Успех петербургского издательства «Амфора», чьи фирменные длинные томики проникли за последний год во все капилляры книжной торговли, обусловлен именно тем, что здесь не обманут. На рынке наблюдается буквально экспансия «Амфоры», взявшей на себя удовлетворение существенной части спроса на интеллектуальную книгу. В зеркале серий «Новый век», «Миллениум», «Славянский шкаф», «Эврика», «Гербарий» читатель видит себя неизменно с лучшей стороны. Понятно, что с переводными книгами работать легче в том смысле, что почти всегда имеешь дело с апробированным качеством. Серия «Наша марка», публикующая современную отечественную прозу, — гораздо более рискованный проект*. Причины понятны: литературный процесс, из которого черпает издатель, неотфильтрован, и всегда существует опасность принять желаемое за действительное. Однако пока, насколько могу судить, провалов вкуса в серии не произошло. Я имею в виду провалы ниже некой весьма высокой планки, с запасом заданной романом Павла Крусанова «Укус ангела» — с которого, как мне кажется, все и началось.

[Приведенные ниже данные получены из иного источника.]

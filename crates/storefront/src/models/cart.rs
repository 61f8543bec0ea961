//! Cart domain types.

use chrono::{DateTime, Utc};
use serde::{Deserialize, Serialize};

use vastra_core::{CartItemId, Money, ProductId, UserId, VariantId};

use super::product::{Product, ProductVariant};

/// A cart line joined with its current product and variant snapshots.
///
/// Cart reads always embed the catalog rows, so displayed prices reflect
/// current catalog data (unlike order snapshots, which freeze at creation).
#[derive(Debug, Clone, Serialize, Deserialize)]
pub struct CartItem {
    pub id: CartItemId,
    pub user_id: UserId,
    pub product_id: ProductId,
    pub variant_id: VariantId,
    /// Always >= 1; a zero quantity is expressed by deleting the line.
    pub quantity: u32,
    #[serde(default)]
    pub created_at: Option<DateTime<Utc>>,
    #[serde(default)]
    pub updated_at: Option<DateTime<Utc>>,
    pub product: Product,
    pub variant: ProductVariant,
}

impl CartItem {
    /// The current effective unit price of this line.
    #[must_use]
    pub fn unit_price(&self) -> Money {
        self.product.unit_price(&self.variant)
    }

    /// Unit price times quantity.
    #[must_use]
    pub fn line_total(&self) -> Money {
        self.unit_price() * self.quantity
    }
}

/// Request record for adding a line to the cart.
///
/// Conflict resolution on (user, variant) increments the stored quantity
/// instead of creating a duplicate row.
#[derive(Debug, Clone, Serialize)]
pub struct NewCartLine {
    pub user_id: UserId,
    pub product_id: ProductId,
    pub variant_id: VariantId,
    pub quantity: u32,
}

/// Aggregated cart figures.
#[derive(Debug, Clone, Copy, PartialEq, Eq, Default)]
pub struct CartTotals {
    /// Σ line totals at current catalog prices.
    pub subtotal: Money,
    /// Σ quantities across lines.
    pub item_count: u32,
}
/// Projection used whenever a product row is read on its own.
const PRODUCT_SELECT: &str = "*,variants:product_variants(*),category:categories(*)";

/// Projection used for joined cart reads.
const CART_SELECT: &str = "*,product:products(*),variant:product_variants(*)";

// =============================================================================
// RestDataService
// =============================================================================

/// Client for the hosted table API.
#[derive(Clone)]
pub struct RestDataService {
    inner: Arc<RestInner>,
}

struct RestInner {
    client: reqwest::Client,
    rest_base: String,
    key: String,
}

impl RestDataService {
    /// Create a new table API client.
    #[must_use]
    pub fn new(config: &BackendConfig) -> Self {
        let rest_base = format!("{}/rest/v1", config.url.as_str().trim_end_matches('/'));

        Self {
            inner: Arc::new(RestInner {
                client: reqwest::Client::new(),
                rest_base,
                key: config.key.expose_secret().to_owned(),
            }),
        }
    }

    fn table_url(&self, table: &str) -> String {
        format!("{}/{table}", self.inner.rest_base)
    }

    fn rpc_url(&self, function: &str) -> String {
        format!("{}/rpc/{function}", self.inner.rest_base)
    }

    /// Attach auth headers and send, mapping non-success responses.
    async fn send(&self, request: reqwest::RequestBuilder) -> Result<reqwest::Response, BackendError> {
        let response = request
            .header("apikey", &self.inner.key)
            .bearer_auth(&self.inner.key)
            .send()
            .await?;

        let status = response.status();

        // Check for rate limiting
        if status == reqwest::StatusCode::TOO_MANY_REQUESTS {
            let retry_after = response
                .headers()
                .get("Retry-After")
                .and_then(|v| v.to_str().ok())
                .and_then(|s| s.parse::<u64>().ok())
                .unwrap_or(1);
            return Err(BackendError::RateLimited(retry_after));
        }

        if !status.is_success() {
            // Get the body as text for better error diagnostics
            let body = response.text().await.unwrap_or_default();
            tracing::error!(
                status = %status,
                body = %body.chars().take(500).collect::<String>(),
                "Backend returned non-success status"
            );
            return Err(BackendError::Api(parse_error_body(status.as_u16(), &body)));
        }

        Ok(response)
    }

    /// GET matching rows from a table.
    async fn get_rows<T: DeserializeOwned>(
        &self,
        table: &str,
        query: &[(&str, String)],
    ) -> Result<Vec<T>, BackendError> {
        let response = self
            .send(self.inner.client.get(self.table_url(table)).query(query))
            .await?;
        let body = response.text().await?;
        serde_json::from_str(&body).map_err(|e| {
            tracing::error!(
                table,
                error = %e,
                body = %body.chars().take(500).collect::<String>(),
                "Failed to parse backend response"
            );
            BackendError::Parse(e)
        })
    }

    /// GET at most one row from a table.
    async fn get_single<T: DeserializeOwned>(
        &self,
        table: &str,
        mut query: Vec<(&str, String)>,
    ) -> Result<Option<T>, BackendError> {
        query.push(("limit", "1".to_owned()));
        let mut rows: Vec<T> = self.get_rows(table, &query).await?;
        Ok(if rows.is_empty() {
            None
        } else {
            Some(rows.swap_remove(0))
        })
    }

    /// POST rows, discarding the response body.
    async fn insert<B: serde::Serialize + ?Sized>(
        &self,
        table: &str,
        body: &B,
    ) -> Result<(), BackendError> {
        self.send(
            self.inner
                .client
                .post(self.table_url(table))
                .header("Prefer", "return=minimal")
                .json(body),
        )
        .await?;
        Ok(())
    }

    /// POST one row and return the stored representation.
    async fn insert_returning<T, B>(&self, table: &str, body: &B) -> Result<T, BackendError>
    where
        T: DeserializeOwned,
        B: serde::Serialize + ?Sized,
    {
        let response = self
            .send(
                self.inner
                    .client
                    .post(self.table_url(table))
                    .header("Prefer", "return=representation")
                    .json(body),
            )
            .await?;
        let mut rows: Vec<T> = response.json().await?;
        if rows.is_empty() {
            return Err(BackendError::Api(ApiError::new(
                500,
                format!("insert into {table} returned no rows"),
            )));
        }
        Ok(rows.swap_remove(0))
    }

    /// PATCH matching rows.
    async fn patch<B: serde::Serialize + ?Sized>(
        &self,
        table: &str,
        query: &[(&str, String)],
        body: &B,
    ) -> Result<(), BackendError> {
        self.send(
            self.inner
                .client
                .patch(self.table_url(table))
                .query(query)
                .header("Prefer", "return=minimal")
                .json(body),
        )
        .await?;
        Ok(())
    }

    /// DELETE matching rows.
    async fn delete_rows(&self, table: &str, query: &[(&str, String)]) -> Result<(), BackendError> {
        self.send(self.inner.client.delete(self.table_url(table)).query(query))
            .await?;
        Ok(())
    }

    /// Call a database function and parse its result.
    async fn rpc<T, B>(&self, function: &str, body: &B) -> Result<T, BackendError>
    where
        T: DeserializeOwned,
        B: serde::Serialize + ?Sized,
    {
        let response = self
            .send(self.inner.client.post(self.rpc_url(function)).json(body))
            .await?;
        Ok(response.json().await?)
    }

    /// Call a database function, discarding any result.
    async fn rpc_void<B: serde::Serialize + ?Sized>(
        &self,
        function: &str,
        body: &B,
    ) -> Result<(), BackendError> {
        self.send(self.inner.client.post(self.rpc_url(function)).json(body))
            .await?;
        Ok(())
    }

    /// Exact row count for a table, via the `Content-Range` header.
    async fn count_rows(&self, table: &str) -> Result<u64, BackendError> {
        let response = self
            .send(
                self.inner
                    .client
                    .head(self.table_url(table))
                    .query(&[("select", "id")])
                    .header("Prefer", "count=exact"),
            )
            .await?;

        let count = response
            .headers()
            .get("Content-Range")
            .and_then(|v| v.to_str().ok())
            .and_then(|range| range.rsplit('/').next())
            .and_then(|total| total.parse::<u64>().ok());

        count.ok_or_else(|| {
            BackendError::Api(ApiError::new(
                500,
                format!("count for {table} missing from Content-Range"),
            ))
        })
    }
}

/// Parse an error body into an [`ApiError`], falling back to a body snippet.
fn parse_error_body(status: u16, body: &str) -> ApiError {
    #[derive(Deserialize)]
    struct ErrorBody {
        #[serde(default)]
        message: Option<String>,
        #[serde(default)]
        code: Option<String>,
        #[serde(default)]
        details: Option<String>,
        #[serde(default)]
        hint: Option<String>,
    }

    serde_json::from_str::<ErrorBody>(body).map_or_else(
        |_| ApiError::new(status, body.chars().take(200).collect::<String>()),
        |parsed| ApiError {
            status,
            message: parsed.message.unwrap_or_default(),
            code: parsed.code,
            details: parsed.details,
            hint: parsed.hint,
        },
    )
}

const fn order_param(sort: ProductSort) -> &'static str {
    match sort {
        ProductSort::Newest => "created_at.desc",
        ProductSort::PriceAsc => "base_price.asc",
        ProductSort::PriceDesc => "base_price.desc",
        ProductSort::Name => "name.asc",
    }
}
//! Shared storefront state.

use std::sync::Arc;

use crate::backend::{
    AuthApi, DataService, MemoryAuthApi, MemoryDataService, RestAuthApi, RestDataService,
};
use crate::config::StorefrontConfig;
use crate::identity::{FileSessionCache, IdentityStore, MemorySessionCache, SessionCache};
use crate::services::{
    AddressBook, CartService, Catalog, CheckoutService, Dashboard, IdentityService,
};

/// Root handle over the backend clients and the identity slot.
///
/// Cheaply cloneable via `Arc`; service accessors hand out thin handles over
/// the same shared state.
#[derive(Clone)]
pub struct Storefront {
    inner: Arc<StorefrontInner>,
}

struct StorefrontInner {
    data: Arc<dyn DataService>,
    auth: Arc<dyn AuthApi>,
    cache: Arc<dyn SessionCache>,
    identity: IdentityStore,
}

impl Storefront {
    /// Connect to the hosted backend described by the configuration.
    #[must_use]
    pub fn connect(config: &StorefrontConfig) -> Self {
        Self::with_backend(
            Arc::new(RestDataService::new(&config.backend)),
            Arc::new(RestAuthApi::new(&config.backend)),
            Arc::new(FileSessionCache::new(config.session_file.clone())),
        )
    }

    /// Build over injected backend implementations.
    #[must_use]
    pub fn with_backend(
        data: Arc<dyn DataService>,
        auth: Arc<dyn AuthApi>,
        cache: Arc<dyn SessionCache>,
    ) -> Self {
        Self {
            inner: Arc::new(StorefrontInner {
                data,
                auth,
                cache,
                identity: IdentityStore::new(),
            }),
        }
    }

    /// Fully in-memory storefront for tests and local development.
    #[must_use]
    pub fn in_memory(data: MemoryDataService, auth: MemoryAuthApi) -> Self {
        Self::with_backend(
            Arc::new(data),
            Arc::new(auth),
            Arc::new(MemorySessionCache::new()),
        )
    }

    /// The identity slot (current identity, subscriptions).
    #[must_use]
    pub fn identity_store(&self) -> &IdentityStore {
        &self.inner.identity
    }

    /// The identity/session provider.
    #[must_use]
    pub fn identity(&self) -> IdentityService {
        IdentityService::new(
            Arc::clone(&self.inner.auth),
            Arc::clone(&self.inner.data),
            self.inner.identity.clone(),
            Arc::clone(&self.inner.cache),
        )
    }

    /// The cart aggregate.
    #[must_use]
    pub fn cart(&self) -> CartService {
        CartService::new(Arc::clone(&self.inner.data), self.inner.identity.clone())
    }

    /// The order placement engine.
    #[must_use]
    pub fn checkout(&self) -> CheckoutService {
        CheckoutService::new(Arc::clone(&self.inner.data), self.inner.identity.clone())
    }

    /// The address book.
    #[must_use]
    pub fn addresses(&self) -> AddressBook {
        AddressBook::new(Arc::clone(&self.inner.data), self.inner.identity.clone())
    }

    /// Catalog reads.
    #[must_use]
    pub fn catalog(&self) -> Catalog {
        Catalog::new(Arc::clone(&self.inner.data))
    }

    /// Admin dashboard reads.
    #[must_use]
    pub fn dashboard(&self) -> Dashboard {
        Dashboard::new(Arc::clone(&self.inner.data), self.inner.identity.clone())
    }
}
impl MemoryDataService {
    /// Create an empty backend.
    #[must_use]
    pub fn new() -> Self {
        Self::default()
    }

    fn lock(&self) -> MutexGuard<'_, MemoryState> {
        self.state.lock().unwrap_or_else(PoisonError::into_inner)
    }

    // =========================================================================
    // Seeding
    // =========================================================================

    /// Seed a category.
    pub fn seed_category(&self, category: Category) {
        self.lock().categories.push(category);
    }

    /// Seed a product (variants embedded).
    pub fn seed_product(&self, product: Product) {
        self.lock().products.push(product);
    }

    /// Seed an address.
    pub fn seed_address(&self, address: Address) {
        self.lock().addresses.push(address);
    }

    /// Seed a user profile.
    pub fn seed_profile(&self, profile: UserProfile) {
        let mut state = self.lock();
        state.profiles.insert(profile.id.to_string(), profile);
    }

    /// Change a product's base price in place (simulates a catalog edit).
    pub fn set_product_price(&self, product: &ProductId, price: vastra_core::Money) {
        let mut state = self.lock();
        if let Some(found) = state.products.iter_mut().find(|p| &p.id == product) {
            found.base_price = price;
        }
    }

    // =========================================================================
    // Failure injection
    // =========================================================================

    /// Fail every subsequent profile fetch.
    pub fn set_fail_profile_fetch(&self, fail: bool) {
        self.lock().fail_profile_fetch = fail;
    }

    /// Fail every subsequent order-header insert.
    pub fn set_fail_order_insert(&self, fail: bool) {
        self.lock().fail_order_insert = fail;
    }

    /// Fail every subsequent order-items insert.
    pub fn set_fail_order_items_insert(&self, fail: bool) {
        self.lock().fail_order_items_insert = fail;
    }

    /// Fail every subsequent order delete (blocks compensation).
    pub fn set_fail_order_delete(&self, fail: bool) {
        self.lock().fail_order_delete = fail;
    }

    /// Fail every subsequent stock adjustment.
    pub fn set_fail_stock_adjust(&self, fail: bool) {
        self.lock().fail_stock_adjust = fail;
    }

    // =========================================================================
    // Inspection
    // =========================================================================

    /// All stored order headers.
    #[must_use]
    pub fn orders(&self) -> Vec<Order> {
        self.lock().orders.clone()
    }

    /// Line items of one order.
    #[must_use]
    pub fn order_items(&self, order: &OrderId) -> Vec<OrderItem> {
        self.lock()
            .order_items
            .iter()
            .filter(|item| &item.order_id == order)
            .cloned()
            .collect()
    }

    /// Current stock of a variant.
    #[must_use]
    pub fn stock_of(&self, variant: &VariantId) -> Option<u32> {
        self.lock()
            .products
            .iter()
            .flat_map(|p| &p.variants)
            .find(|v| &v.id == variant)
            .map(|v| v.stock_quantity)
    }

    /// Number of cart rows stored for a user.
    #[must_use]
    pub fn cart_row_count(&self, user: &UserId) -> usize {
        self.lock()
            .cart
            .iter()
            .filter(|row| &row.user_id == user)
            .count()
    }

    /// Number of addresses flagged default for a user.
    #[must_use]
    pub fn default_flag_count(&self, user: &UserId) -> usize {
        self.lock()
            .addresses
            .iter()
            .filter(|a| &a.user_id == user && a.is_default)
            .count()
    }
}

«Укус ангела», имеющий формальные (и преодоленные качеством прозы) признаки популярного жанра фэнтези, важен тем, что автор едва ли не первым в нашей современной литературе сделал образ русского Наполеона. Известно, что все отечественные военачальники, от Суворова до Жукова, имели над собой Государя либо Генерального секретаря, что сильно сковывало полководческий и мистический потенциал этих незаурядных фигур. Главный герой «Укуса ангела» Иван Некитаев, подобно Бонапарту, становится императором не по династическому праву, а потому, что он «меченый», то есть «истинный» по своей предопределенной судьбе. Однако русский Наполеон куда опасней европейского: он не вполне человек. По мере того как расширяются границы империи, завоевателю становится все более чуждо все человеческое, он словно теряет себя в растущих пространствах — то есть свойство всякого русского быть затерянным в просторе гипертрофируется. Сверхусилие империи быть больше себя будит разрушительные силы, с которыми никто не может совладать. Прописывая сюжет как магическую фантазию, не чуждаясь и литературных аллюзий (понятно, что князь Кошкин — это альтернативный князь Мышкин), Крусанов на самом деле ставит эксперимент с подавленной русской пассионарностью. Лишенная стабилизаторов, история государства Российского на пике могущества и расцвета всегда чревата катастрофой; экспериментальная модель русского Бонапарта, показанная в романе, символически реализует катаклизм.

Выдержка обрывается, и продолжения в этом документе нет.